Portanto, peço-lhe que me prometa
Que também dirá-me o nome teu
Depois de eu revelar-te o meu."
"Aquiesço, se isso lhe aquieta",
Respondeu Alceste com alegria.
"Muito bem, então! Me chamo Dalia."
XX
"Ora, Dalia, Alceste me chamo,
E já que sou o teu galante cavaleiro,
Como minha donzela eu a proclamo
No de meus atos cavalheirescos o primeiro."

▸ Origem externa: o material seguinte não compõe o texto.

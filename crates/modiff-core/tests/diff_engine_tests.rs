//! Diff engine property and scenario tests.
//!
//! All tests operate on in-memory entity lists (no I/O).

use modiff_core::diff::compute_diff;
use modiff_core::model::{Entity, ParentRef, RawRecord, Snapshot};
use proptest::prelude::*;
use std::collections::BTreeSet;

// ---------------------------------------------------------------------------
// Helpers
// ---------------------------------------------------------------------------

fn e(id: &str, name: &str, version: &str) -> Entity {
    Entity::new(id, name, version)
}

/// Unique ids, so every generated snapshot satisfies the unique-key invariant.
fn unique_ids(max: usize) -> impl Strategy<Value = Vec<String>> {
    prop::collection::btree_set("[a-z0-9]{1,6}", 0..max).prop_map(|s| s.into_iter().collect())
}

fn snapshot_strategy() -> impl Strategy<Value = Vec<Entity>> {
    unique_ids(24).prop_flat_map(|ids| {
        let n = ids.len();
        (
            Just(ids),
            prop::collection::vec("[0-9]\\.[0-9]", n..=n),
        )
            .prop_map(|(ids, versions)| {
                ids.into_iter()
                    .zip(versions)
                    .map(|(id, v)| Entity::new(id.clone(), format!("mod {id}"), v))
                    .collect()
            })
    })
}

// ---------------------------------------------------------------------------
// Scenarios
// ---------------------------------------------------------------------------

#[test]
fn test_reference_example_from_changelog() {
    let old = vec![e("1", "A", "1.0"), e("2", "B", "2.0")];
    let new = vec![e("2", "B", "2.1"), e("3", "C", "1.0")];

    let diff = compute_diff(&old, &new);

    assert_eq!(diff.added, vec![e("3", "C", "1.0")]);
    assert_eq!(diff.removed, vec![e("1", "A", "1.0")]);
    assert_eq!(diff.updated.len(), 1);
    assert_eq!(diff.updated[0].before, e("2", "B", "2.0"));
    assert_eq!(diff.updated[0].after, e("2", "B", "2.1"));
}

#[test]
fn test_new_file_of_same_mod_is_an_update() {
    // Two revisions point at different files of the same parent mod
    let old_records = vec![RawRecord {
        id: Some("file-100".into()),
        name: Some("skyui_5_1.7z".into()),
        version: Some("5.1".into()),
        parent: Some(ParentRef {
            id: Some("12604".into()),
            name: Some("SkyUI".into()),
        }),
    }];
    let new_records = vec![RawRecord {
        id: Some("file-200".into()),
        name: Some("skyui_5_2.7z".into()),
        version: Some("5.2".into()),
        parent: Some(ParentRef {
            id: Some("12604".into()),
            name: Some("SkyUI".into()),
        }),
    }];

    let old = Snapshot::from_records("myslug", 1, &old_records);
    let new = Snapshot::from_records("myslug", 2, &new_records);
    let diff = compute_diff(&old.entities, &new.entities);

    assert!(diff.added.is_empty());
    assert!(diff.removed.is_empty());
    assert_eq!(diff.updated.len(), 1);
    assert_eq!(diff.updated[0].after.name, "SkyUI");
}

#[test]
fn test_change_count() {
    let old = vec![e("1", "A", "1"), e("2", "B", "1")];
    let new = vec![e("2", "B", "2"), e("3", "C", "1"), e("4", "D", "1")];
    assert_eq!(compute_diff(&old, &new).change_count(), 4);
}

#[test]
fn test_diff_serializes_to_json() {
    let old = vec![e("1", "A", "1.0")];
    let new = vec![e("1", "A", "1.1")];
    let json = serde_json::to_value(compute_diff(&old, &new)).unwrap();
    assert_eq!(json["updated"][0]["before"]["version"], "1.0");
    assert_eq!(json["updated"][0]["after"]["version"], "1.1");
    assert_eq!(json["added"], serde_json::json!([]));
}

// ---------------------------------------------------------------------------
// Properties
// ---------------------------------------------------------------------------

proptest! {
    #[test]
    fn prop_disjoint_snapshots_are_all_added_and_removed(ids in unique_ids(30)) {
        let (old_ids, new_ids): (Vec<_>, Vec<_>) =
            ids.iter().enumerate().partition(|(i, _)| i % 2 == 0);
        let old: Vec<Entity> = old_ids.iter().map(|(_, id)| e(id, id, "1")).collect();
        let new: Vec<Entity> = new_ids.iter().map(|(_, id)| e(id, id, "1")).collect();

        let diff = compute_diff(&old, &new);

        prop_assert_eq!(&diff.added, &new);
        prop_assert_eq!(&diff.removed, &old);
        prop_assert!(diff.updated.is_empty());
    }

    #[test]
    fn prop_diff_with_itself_is_empty(snap in snapshot_strategy()) {
        prop_assert!(compute_diff(&snap, &snap).is_empty());
    }

    #[test]
    fn prop_classification_matches_set_semantics(
        old in snapshot_strategy(),
        new in snapshot_strategy(),
    ) {
        let diff = compute_diff(&old, &new);

        let old_ids: BTreeSet<&str> = old.iter().map(|x| x.id.as_str()).collect();
        let new_ids: BTreeSet<&str> = new.iter().map(|x| x.id.as_str()).collect();

        let expected_added: Vec<&Entity> =
            new.iter().filter(|x| !old_ids.contains(x.id.as_str())).collect();
        let expected_removed: Vec<&Entity> =
            old.iter().filter(|x| !new_ids.contains(x.id.as_str())).collect();
        prop_assert_eq!(diff.added.iter().collect::<Vec<_>>(), expected_added);
        prop_assert_eq!(diff.removed.iter().collect::<Vec<_>>(), expected_removed);

        for after in &new {
            let before = old.iter().find(|x| x.id == after.id);
            let hits = diff.updated.iter().filter(|u| u.after.id == after.id).count();
            match before {
                Some(b) if b.version != after.version => {
                    prop_assert_eq!(hits, 1);
                    let u = diff.updated.iter().find(|u| u.after.id == after.id).unwrap();
                    prop_assert_eq!(&u.before, b);
                    prop_assert_eq!(&u.after, after);
                }
                _ => prop_assert_eq!(hits, 0),
            }
        }
    }
}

"Muito prazer tenho eu em conhecê-lo,
Ó Alceste, meu Dom Quixote tão belo!
Já brigaste com muitos moinhos de vento,
Agora descanse! Aproveite o momento."
"Realmente esta não é uma má ideia;
Mas espero eu revê-la brevemente
E provar de tua culinária novamente,
Minha cara e maravilhosa Dulcineia."
Corada de vergonha o quarto ela deixou;
Pensativo, o teto Alceste fitou.
XXI
Pouco antes de sentir o sono chegando,
Alceste deixou o pensamento vagar,
E sem perceber estava devaneando
Até que adormeceu e pôs-se a sonhar.
Revia nos sonhos aqueles olhos azuis
Que enchiam-lhe o peito de saúde e luz,
E não recordava sentir tal sensação
Previamente dentro de seu coração.
Sem dúvida alguma estava apaixonado!
(Ao leitor que for mais vivido e experiente:
Um dia já sentiste o mesmo que ele sente.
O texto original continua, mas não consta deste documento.